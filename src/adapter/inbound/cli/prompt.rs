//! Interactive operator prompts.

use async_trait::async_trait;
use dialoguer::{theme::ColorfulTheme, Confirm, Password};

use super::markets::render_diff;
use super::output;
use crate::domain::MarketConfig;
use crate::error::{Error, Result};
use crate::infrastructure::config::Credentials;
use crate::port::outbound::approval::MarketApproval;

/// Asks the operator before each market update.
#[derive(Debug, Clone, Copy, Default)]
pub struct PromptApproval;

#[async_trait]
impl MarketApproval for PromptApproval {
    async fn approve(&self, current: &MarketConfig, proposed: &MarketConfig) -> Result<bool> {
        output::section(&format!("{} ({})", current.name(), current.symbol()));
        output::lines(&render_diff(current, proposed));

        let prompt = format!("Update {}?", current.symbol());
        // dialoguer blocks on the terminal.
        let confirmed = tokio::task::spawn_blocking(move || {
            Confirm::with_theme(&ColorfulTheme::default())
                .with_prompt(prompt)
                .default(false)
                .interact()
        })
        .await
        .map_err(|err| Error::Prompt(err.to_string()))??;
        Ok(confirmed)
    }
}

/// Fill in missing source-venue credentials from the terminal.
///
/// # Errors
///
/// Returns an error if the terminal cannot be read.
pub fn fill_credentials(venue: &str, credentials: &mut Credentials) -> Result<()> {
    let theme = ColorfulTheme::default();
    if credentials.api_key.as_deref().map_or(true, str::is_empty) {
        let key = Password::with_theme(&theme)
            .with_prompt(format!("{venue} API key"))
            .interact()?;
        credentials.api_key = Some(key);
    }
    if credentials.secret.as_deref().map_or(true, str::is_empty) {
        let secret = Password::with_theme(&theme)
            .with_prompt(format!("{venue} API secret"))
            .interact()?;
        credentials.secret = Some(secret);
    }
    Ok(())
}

· · · · · · ·

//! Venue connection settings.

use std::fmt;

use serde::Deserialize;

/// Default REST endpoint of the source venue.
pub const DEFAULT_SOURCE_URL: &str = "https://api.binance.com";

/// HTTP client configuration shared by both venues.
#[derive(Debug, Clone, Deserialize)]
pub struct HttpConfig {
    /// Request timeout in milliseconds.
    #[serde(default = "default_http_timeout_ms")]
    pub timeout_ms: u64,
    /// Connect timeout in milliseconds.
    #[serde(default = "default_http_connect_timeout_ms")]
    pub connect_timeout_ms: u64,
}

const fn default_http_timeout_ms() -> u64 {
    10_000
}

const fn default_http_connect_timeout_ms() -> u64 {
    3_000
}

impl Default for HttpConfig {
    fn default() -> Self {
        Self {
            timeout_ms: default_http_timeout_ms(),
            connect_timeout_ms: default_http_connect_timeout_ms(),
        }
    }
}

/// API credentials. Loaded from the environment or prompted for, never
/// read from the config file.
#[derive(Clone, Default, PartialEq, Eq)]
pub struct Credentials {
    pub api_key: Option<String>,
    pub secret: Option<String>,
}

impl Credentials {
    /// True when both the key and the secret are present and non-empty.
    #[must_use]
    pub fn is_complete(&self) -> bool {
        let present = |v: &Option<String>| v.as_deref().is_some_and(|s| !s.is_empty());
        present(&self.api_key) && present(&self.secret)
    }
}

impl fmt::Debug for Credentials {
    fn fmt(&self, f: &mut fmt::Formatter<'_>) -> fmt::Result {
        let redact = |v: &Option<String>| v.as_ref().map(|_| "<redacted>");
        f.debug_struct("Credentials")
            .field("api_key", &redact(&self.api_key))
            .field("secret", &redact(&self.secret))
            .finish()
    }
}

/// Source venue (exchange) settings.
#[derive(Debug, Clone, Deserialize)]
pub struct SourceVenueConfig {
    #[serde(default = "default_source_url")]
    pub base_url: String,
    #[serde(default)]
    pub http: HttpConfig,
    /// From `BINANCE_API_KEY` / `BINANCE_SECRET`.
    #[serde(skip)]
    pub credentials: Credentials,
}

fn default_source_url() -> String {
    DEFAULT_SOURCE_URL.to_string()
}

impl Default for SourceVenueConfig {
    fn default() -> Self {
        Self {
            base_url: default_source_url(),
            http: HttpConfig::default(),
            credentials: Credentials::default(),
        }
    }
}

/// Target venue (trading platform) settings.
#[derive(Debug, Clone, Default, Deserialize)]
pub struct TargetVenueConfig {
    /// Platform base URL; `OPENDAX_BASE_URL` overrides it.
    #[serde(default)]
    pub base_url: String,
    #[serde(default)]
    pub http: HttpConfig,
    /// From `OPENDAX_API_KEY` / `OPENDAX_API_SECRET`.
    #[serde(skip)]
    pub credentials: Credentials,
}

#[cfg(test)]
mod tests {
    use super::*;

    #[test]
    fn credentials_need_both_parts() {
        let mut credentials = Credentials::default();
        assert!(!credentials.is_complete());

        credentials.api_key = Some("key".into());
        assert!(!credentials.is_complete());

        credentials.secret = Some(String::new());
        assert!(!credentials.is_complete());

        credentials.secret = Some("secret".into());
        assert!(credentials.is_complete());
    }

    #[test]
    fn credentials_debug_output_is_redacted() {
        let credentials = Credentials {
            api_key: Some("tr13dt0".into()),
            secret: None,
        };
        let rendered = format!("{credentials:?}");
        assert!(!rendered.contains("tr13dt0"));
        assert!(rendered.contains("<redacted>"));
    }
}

· · · · · · ·

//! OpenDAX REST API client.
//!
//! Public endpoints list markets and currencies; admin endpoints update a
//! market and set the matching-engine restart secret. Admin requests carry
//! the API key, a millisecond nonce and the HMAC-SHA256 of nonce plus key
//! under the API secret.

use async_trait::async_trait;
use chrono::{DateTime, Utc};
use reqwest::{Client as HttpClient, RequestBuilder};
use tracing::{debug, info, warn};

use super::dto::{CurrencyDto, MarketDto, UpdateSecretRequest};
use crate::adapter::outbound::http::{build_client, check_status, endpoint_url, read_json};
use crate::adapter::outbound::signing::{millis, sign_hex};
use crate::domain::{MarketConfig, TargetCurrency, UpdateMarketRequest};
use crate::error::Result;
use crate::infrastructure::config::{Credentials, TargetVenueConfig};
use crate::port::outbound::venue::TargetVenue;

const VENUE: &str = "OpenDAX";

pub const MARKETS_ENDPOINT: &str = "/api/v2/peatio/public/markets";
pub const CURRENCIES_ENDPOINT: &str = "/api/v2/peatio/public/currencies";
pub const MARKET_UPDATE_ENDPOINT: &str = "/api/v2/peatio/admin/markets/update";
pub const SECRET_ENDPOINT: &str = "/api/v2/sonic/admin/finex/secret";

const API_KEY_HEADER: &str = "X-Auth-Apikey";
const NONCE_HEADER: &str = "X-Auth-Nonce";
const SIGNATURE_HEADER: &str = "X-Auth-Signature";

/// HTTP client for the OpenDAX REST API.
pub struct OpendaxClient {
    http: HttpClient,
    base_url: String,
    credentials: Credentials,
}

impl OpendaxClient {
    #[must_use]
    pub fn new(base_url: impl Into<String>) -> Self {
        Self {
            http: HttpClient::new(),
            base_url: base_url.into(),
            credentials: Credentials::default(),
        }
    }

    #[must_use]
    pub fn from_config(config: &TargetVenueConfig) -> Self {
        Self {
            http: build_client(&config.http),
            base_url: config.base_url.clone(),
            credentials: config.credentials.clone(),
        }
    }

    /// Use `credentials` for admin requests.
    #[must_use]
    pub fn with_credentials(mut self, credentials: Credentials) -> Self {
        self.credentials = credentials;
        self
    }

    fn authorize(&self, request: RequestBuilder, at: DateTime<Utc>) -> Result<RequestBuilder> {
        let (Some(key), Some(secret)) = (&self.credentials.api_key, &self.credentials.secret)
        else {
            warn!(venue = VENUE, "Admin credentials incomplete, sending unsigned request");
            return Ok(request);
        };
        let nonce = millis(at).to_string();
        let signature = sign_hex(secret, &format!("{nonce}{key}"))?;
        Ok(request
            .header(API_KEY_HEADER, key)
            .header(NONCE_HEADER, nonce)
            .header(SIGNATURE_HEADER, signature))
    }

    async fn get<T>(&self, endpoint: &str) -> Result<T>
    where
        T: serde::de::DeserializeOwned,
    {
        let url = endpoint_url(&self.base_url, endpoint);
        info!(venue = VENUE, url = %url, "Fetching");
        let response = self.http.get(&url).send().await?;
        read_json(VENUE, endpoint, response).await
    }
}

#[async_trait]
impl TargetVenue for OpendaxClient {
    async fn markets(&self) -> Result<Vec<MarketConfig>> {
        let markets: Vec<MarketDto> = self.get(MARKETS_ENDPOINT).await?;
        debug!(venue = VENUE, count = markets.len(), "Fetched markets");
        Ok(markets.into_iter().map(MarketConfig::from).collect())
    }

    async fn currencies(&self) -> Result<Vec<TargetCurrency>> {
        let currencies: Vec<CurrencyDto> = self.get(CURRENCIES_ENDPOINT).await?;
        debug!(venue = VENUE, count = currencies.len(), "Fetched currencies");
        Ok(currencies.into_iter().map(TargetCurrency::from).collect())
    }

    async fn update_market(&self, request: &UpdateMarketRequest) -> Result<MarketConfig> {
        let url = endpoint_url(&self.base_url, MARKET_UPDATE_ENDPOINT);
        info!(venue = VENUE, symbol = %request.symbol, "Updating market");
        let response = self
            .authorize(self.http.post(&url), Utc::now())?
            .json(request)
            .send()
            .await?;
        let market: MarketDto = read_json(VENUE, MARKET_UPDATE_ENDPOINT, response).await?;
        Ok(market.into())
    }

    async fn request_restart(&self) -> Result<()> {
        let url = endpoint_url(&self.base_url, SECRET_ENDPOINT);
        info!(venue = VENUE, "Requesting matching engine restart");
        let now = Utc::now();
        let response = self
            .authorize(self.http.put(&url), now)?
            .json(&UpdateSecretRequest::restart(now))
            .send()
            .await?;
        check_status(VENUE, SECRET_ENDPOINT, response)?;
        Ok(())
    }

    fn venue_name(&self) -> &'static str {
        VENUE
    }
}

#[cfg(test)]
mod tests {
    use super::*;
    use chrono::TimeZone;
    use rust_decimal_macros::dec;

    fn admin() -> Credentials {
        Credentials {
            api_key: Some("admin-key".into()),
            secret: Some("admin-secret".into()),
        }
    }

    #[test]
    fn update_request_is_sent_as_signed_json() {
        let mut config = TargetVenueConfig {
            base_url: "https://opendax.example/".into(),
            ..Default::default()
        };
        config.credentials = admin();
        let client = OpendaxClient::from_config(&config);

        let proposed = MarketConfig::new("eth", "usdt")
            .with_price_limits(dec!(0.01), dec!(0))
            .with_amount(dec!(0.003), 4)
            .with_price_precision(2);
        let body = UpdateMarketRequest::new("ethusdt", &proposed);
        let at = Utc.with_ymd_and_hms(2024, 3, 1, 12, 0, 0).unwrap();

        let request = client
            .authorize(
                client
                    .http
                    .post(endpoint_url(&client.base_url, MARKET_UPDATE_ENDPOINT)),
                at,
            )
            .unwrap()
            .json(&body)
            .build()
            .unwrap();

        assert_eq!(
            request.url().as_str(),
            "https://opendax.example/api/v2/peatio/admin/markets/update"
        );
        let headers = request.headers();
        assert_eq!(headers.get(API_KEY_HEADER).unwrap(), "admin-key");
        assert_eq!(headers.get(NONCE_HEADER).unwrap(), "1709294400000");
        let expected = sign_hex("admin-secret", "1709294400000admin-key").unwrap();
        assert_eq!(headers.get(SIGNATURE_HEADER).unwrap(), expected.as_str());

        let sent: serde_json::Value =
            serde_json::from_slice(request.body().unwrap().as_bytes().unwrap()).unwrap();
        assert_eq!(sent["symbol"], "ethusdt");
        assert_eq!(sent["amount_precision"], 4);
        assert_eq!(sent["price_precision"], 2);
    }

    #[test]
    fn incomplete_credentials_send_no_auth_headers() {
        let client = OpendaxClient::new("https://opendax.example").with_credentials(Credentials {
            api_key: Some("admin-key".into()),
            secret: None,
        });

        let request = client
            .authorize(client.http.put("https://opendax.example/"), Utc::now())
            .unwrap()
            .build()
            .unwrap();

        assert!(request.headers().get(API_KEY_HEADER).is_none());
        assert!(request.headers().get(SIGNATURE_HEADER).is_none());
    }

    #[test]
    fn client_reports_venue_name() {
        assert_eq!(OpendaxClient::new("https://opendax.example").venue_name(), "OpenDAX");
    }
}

· · · · · · ·

**WHAT IS REQUIRED:**
Go through the records. Copy each line where "info" appears.

**RESULT OF THE TASK:**
use tracing::{debug, info, warn};
        info!(venue = VENUE, url = %url, "Fetching");
        info!(venue = VENUE, symbol = %request.symbol, "Updating market");
        info!(venue = VENUE, "Requesting matching engine restart");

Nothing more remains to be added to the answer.